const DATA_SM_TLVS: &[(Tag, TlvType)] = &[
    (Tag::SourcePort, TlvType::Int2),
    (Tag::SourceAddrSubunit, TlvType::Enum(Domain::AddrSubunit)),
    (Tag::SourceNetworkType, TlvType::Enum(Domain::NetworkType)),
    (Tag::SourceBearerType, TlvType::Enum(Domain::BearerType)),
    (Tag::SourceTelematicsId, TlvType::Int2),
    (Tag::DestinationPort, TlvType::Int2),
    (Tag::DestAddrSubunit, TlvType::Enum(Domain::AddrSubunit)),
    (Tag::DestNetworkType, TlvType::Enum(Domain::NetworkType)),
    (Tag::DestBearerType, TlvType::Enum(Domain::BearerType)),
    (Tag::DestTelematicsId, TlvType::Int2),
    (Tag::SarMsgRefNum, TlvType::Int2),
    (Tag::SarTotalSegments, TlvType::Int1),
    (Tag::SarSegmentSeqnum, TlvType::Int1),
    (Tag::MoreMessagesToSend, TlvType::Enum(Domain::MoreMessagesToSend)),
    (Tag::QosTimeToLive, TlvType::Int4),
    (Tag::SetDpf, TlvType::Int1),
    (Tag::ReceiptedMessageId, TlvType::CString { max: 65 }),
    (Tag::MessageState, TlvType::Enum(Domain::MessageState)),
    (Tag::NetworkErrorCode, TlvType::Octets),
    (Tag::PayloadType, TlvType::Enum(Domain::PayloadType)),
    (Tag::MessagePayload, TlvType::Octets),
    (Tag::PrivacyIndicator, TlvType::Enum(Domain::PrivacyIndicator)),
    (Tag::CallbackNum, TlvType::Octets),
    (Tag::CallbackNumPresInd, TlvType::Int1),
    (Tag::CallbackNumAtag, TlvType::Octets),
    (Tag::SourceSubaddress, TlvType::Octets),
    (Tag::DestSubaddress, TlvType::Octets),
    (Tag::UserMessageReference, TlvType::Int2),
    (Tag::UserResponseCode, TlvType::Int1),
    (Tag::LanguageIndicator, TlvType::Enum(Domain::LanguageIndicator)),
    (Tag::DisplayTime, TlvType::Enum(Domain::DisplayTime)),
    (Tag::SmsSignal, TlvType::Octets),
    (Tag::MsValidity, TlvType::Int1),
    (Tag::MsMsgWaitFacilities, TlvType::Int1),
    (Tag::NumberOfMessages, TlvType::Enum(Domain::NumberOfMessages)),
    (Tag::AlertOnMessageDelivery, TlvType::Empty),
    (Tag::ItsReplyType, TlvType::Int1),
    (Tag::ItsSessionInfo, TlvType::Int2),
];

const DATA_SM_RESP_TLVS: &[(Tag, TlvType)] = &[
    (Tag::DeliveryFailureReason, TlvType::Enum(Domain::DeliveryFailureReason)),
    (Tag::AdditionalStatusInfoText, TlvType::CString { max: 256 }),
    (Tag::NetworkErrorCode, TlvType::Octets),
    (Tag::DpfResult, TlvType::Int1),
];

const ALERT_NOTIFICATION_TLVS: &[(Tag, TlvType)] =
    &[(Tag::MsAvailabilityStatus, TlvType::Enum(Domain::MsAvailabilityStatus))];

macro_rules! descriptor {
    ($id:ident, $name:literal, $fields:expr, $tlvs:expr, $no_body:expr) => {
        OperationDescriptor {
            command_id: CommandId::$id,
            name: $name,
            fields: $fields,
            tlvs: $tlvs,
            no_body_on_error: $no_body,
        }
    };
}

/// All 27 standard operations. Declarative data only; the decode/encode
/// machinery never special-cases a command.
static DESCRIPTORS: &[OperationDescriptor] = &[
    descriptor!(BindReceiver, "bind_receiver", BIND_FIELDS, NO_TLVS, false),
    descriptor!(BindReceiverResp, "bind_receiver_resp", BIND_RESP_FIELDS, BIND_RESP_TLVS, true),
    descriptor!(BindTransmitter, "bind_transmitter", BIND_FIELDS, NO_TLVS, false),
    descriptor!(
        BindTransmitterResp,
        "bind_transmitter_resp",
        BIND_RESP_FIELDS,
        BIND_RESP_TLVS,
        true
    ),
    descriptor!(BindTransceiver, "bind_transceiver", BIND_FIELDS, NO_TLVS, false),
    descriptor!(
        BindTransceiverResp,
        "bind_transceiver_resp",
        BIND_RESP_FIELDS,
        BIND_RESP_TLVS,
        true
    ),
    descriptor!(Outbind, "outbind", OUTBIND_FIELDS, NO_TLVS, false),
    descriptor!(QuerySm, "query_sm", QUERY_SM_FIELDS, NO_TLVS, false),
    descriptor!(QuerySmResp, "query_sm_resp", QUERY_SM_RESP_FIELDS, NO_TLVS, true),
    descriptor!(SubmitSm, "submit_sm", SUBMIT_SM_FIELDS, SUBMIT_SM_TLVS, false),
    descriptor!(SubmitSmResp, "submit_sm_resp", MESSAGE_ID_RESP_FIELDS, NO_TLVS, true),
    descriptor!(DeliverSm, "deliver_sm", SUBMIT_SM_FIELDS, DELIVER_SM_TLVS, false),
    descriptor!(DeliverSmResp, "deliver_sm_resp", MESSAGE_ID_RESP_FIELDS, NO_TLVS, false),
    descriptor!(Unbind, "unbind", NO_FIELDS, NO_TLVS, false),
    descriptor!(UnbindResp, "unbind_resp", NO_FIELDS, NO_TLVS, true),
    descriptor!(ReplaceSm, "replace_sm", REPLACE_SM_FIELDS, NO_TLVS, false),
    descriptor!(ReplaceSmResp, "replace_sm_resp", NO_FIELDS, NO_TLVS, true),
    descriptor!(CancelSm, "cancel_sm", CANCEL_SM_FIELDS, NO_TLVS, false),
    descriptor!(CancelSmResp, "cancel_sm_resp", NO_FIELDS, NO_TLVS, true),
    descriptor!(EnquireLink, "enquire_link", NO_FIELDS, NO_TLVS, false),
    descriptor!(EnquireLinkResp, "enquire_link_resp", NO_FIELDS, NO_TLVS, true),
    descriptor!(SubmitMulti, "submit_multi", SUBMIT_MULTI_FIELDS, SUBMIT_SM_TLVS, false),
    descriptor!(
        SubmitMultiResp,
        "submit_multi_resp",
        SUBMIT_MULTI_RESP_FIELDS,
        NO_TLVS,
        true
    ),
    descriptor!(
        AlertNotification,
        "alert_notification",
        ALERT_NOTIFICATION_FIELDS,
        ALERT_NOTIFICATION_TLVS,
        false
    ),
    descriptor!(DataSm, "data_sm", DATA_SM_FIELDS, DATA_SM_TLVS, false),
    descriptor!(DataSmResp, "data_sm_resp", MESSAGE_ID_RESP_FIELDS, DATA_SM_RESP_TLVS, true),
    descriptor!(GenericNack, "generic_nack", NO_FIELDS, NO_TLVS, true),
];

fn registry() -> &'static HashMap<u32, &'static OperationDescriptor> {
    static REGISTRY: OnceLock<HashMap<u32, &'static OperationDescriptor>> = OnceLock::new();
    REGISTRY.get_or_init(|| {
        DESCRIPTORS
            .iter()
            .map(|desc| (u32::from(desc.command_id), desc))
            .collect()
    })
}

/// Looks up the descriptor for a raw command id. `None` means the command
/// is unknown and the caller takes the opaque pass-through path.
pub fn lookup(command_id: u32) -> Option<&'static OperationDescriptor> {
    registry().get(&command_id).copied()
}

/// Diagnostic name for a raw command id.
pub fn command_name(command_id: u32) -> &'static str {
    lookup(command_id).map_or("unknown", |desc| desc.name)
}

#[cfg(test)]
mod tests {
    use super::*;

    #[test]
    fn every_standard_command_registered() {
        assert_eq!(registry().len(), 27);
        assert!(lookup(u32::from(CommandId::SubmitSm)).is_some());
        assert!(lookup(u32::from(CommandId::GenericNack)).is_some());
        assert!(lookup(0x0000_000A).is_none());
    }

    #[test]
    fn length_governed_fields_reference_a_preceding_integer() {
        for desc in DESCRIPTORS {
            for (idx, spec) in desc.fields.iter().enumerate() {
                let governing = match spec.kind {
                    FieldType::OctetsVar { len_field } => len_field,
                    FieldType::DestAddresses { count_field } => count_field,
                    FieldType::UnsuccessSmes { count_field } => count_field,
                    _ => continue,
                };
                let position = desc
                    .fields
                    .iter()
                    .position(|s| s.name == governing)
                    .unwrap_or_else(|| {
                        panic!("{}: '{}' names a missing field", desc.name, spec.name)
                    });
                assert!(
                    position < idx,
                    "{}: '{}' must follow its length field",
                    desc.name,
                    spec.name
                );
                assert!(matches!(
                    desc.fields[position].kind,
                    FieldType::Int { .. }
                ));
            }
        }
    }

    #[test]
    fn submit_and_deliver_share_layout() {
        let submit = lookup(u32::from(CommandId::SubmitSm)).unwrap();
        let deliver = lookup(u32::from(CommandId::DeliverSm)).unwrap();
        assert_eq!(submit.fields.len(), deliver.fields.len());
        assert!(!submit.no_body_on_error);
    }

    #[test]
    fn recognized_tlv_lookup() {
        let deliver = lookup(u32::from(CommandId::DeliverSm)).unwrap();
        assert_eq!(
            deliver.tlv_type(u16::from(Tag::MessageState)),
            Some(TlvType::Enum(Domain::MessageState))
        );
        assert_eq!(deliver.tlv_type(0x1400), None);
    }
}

...

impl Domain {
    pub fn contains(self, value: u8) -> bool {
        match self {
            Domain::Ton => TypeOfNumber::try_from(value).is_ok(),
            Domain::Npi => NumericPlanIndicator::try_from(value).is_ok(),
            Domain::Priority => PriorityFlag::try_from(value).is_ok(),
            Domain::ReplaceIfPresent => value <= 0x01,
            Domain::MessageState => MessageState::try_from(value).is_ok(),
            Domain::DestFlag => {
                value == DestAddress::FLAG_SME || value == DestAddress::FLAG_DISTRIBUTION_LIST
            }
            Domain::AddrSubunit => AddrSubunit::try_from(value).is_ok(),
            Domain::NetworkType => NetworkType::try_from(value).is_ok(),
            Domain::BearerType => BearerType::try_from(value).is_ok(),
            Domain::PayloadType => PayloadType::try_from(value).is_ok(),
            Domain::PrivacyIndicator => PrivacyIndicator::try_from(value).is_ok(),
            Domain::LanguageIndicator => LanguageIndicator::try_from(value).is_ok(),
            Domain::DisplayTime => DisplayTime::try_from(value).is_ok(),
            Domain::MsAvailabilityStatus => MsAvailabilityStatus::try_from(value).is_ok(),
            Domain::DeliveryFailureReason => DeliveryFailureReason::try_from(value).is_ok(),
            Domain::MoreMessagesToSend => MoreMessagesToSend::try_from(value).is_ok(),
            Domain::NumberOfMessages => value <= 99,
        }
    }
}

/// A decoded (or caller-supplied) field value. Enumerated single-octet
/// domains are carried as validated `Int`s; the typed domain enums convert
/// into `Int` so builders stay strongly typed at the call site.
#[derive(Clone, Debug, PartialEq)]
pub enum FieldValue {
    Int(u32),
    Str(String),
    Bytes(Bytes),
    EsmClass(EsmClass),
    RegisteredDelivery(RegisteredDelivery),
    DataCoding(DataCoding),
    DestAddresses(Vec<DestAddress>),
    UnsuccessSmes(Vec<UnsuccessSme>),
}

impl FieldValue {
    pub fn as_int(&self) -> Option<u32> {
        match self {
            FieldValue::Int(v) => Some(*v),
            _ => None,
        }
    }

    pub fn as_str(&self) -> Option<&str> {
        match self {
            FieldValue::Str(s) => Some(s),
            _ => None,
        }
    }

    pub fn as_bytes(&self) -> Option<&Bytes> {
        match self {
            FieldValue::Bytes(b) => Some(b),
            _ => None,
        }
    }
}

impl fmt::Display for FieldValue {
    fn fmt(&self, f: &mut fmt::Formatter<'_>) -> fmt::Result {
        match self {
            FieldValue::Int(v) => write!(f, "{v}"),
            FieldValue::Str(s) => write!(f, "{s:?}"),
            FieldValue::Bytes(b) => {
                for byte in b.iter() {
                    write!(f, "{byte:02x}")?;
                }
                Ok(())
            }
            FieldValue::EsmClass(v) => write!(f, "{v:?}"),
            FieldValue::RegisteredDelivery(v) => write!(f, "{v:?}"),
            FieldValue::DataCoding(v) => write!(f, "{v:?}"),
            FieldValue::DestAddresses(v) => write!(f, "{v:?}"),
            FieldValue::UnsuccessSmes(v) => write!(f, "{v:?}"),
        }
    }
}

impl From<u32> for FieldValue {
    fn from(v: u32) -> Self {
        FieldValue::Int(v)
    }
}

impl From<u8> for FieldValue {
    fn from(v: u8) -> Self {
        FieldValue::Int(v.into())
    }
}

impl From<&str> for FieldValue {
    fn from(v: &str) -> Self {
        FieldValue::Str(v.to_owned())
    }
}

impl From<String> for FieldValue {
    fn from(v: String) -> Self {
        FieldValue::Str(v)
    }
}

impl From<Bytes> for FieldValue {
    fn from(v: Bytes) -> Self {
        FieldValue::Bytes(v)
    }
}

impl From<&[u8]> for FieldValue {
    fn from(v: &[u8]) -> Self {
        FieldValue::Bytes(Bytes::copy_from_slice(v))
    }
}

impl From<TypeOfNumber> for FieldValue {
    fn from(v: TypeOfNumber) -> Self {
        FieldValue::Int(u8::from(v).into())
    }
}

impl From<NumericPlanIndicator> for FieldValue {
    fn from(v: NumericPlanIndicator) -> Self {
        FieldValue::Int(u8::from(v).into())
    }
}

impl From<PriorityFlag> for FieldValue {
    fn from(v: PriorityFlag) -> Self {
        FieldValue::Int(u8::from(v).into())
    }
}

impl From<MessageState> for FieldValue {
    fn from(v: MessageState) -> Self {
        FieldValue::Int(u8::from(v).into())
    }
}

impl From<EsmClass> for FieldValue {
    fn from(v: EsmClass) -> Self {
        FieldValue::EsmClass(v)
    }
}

---

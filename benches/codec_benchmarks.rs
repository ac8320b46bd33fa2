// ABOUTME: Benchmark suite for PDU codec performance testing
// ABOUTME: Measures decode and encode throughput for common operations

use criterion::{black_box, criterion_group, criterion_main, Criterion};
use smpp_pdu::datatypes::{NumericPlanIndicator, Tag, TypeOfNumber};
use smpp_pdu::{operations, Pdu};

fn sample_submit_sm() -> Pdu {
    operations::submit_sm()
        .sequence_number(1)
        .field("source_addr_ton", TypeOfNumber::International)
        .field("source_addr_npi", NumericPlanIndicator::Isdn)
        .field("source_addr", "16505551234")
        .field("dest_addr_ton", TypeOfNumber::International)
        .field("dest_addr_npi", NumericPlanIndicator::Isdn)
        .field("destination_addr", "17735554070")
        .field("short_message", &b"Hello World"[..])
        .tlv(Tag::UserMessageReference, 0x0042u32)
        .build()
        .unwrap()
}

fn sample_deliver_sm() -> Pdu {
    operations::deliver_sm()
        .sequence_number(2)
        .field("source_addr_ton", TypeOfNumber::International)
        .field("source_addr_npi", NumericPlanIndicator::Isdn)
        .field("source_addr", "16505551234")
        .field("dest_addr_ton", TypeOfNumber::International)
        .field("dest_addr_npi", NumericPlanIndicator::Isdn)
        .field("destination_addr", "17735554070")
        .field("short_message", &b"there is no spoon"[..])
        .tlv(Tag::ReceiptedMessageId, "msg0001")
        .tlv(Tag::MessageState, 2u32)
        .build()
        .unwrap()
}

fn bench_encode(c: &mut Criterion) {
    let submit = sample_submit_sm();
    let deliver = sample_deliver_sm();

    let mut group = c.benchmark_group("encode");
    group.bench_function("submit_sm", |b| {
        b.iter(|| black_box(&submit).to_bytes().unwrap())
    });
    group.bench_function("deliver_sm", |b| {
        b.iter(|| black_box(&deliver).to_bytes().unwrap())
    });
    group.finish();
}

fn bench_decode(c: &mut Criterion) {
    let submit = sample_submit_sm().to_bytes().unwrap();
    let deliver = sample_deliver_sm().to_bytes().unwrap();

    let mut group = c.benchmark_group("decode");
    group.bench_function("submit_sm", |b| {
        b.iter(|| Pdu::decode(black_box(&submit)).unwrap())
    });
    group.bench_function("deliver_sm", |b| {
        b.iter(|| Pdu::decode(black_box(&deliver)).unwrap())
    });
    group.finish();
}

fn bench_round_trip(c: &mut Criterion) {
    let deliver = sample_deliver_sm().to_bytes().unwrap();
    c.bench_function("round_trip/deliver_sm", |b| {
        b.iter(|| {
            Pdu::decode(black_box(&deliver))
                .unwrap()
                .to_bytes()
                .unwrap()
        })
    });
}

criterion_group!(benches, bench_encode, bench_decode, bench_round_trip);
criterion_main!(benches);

DIRECTIONS
A complete answer lists every line of the listing above that holds the word "NumericPlanIndicator".

SOLUTION FOR THIS EXERCISE
            Domain::Npi => NumericPlanIndicator::try_from(value).is_ok(),
impl From<NumericPlanIndicator> for FieldValue {
    fn from(v: NumericPlanIndicator) -> Self {
use smpp_pdu::datatypes::{NumericPlanIndicator, Tag, TypeOfNumber};
        .field("source_addr_npi", NumericPlanIndicator::Isdn)
        .field("dest_addr_npi", NumericPlanIndicator::Isdn)
        .field("source_addr_npi", NumericPlanIndicator::Isdn)
        .field("dest_addr_npi", NumericPlanIndicator::Isdn)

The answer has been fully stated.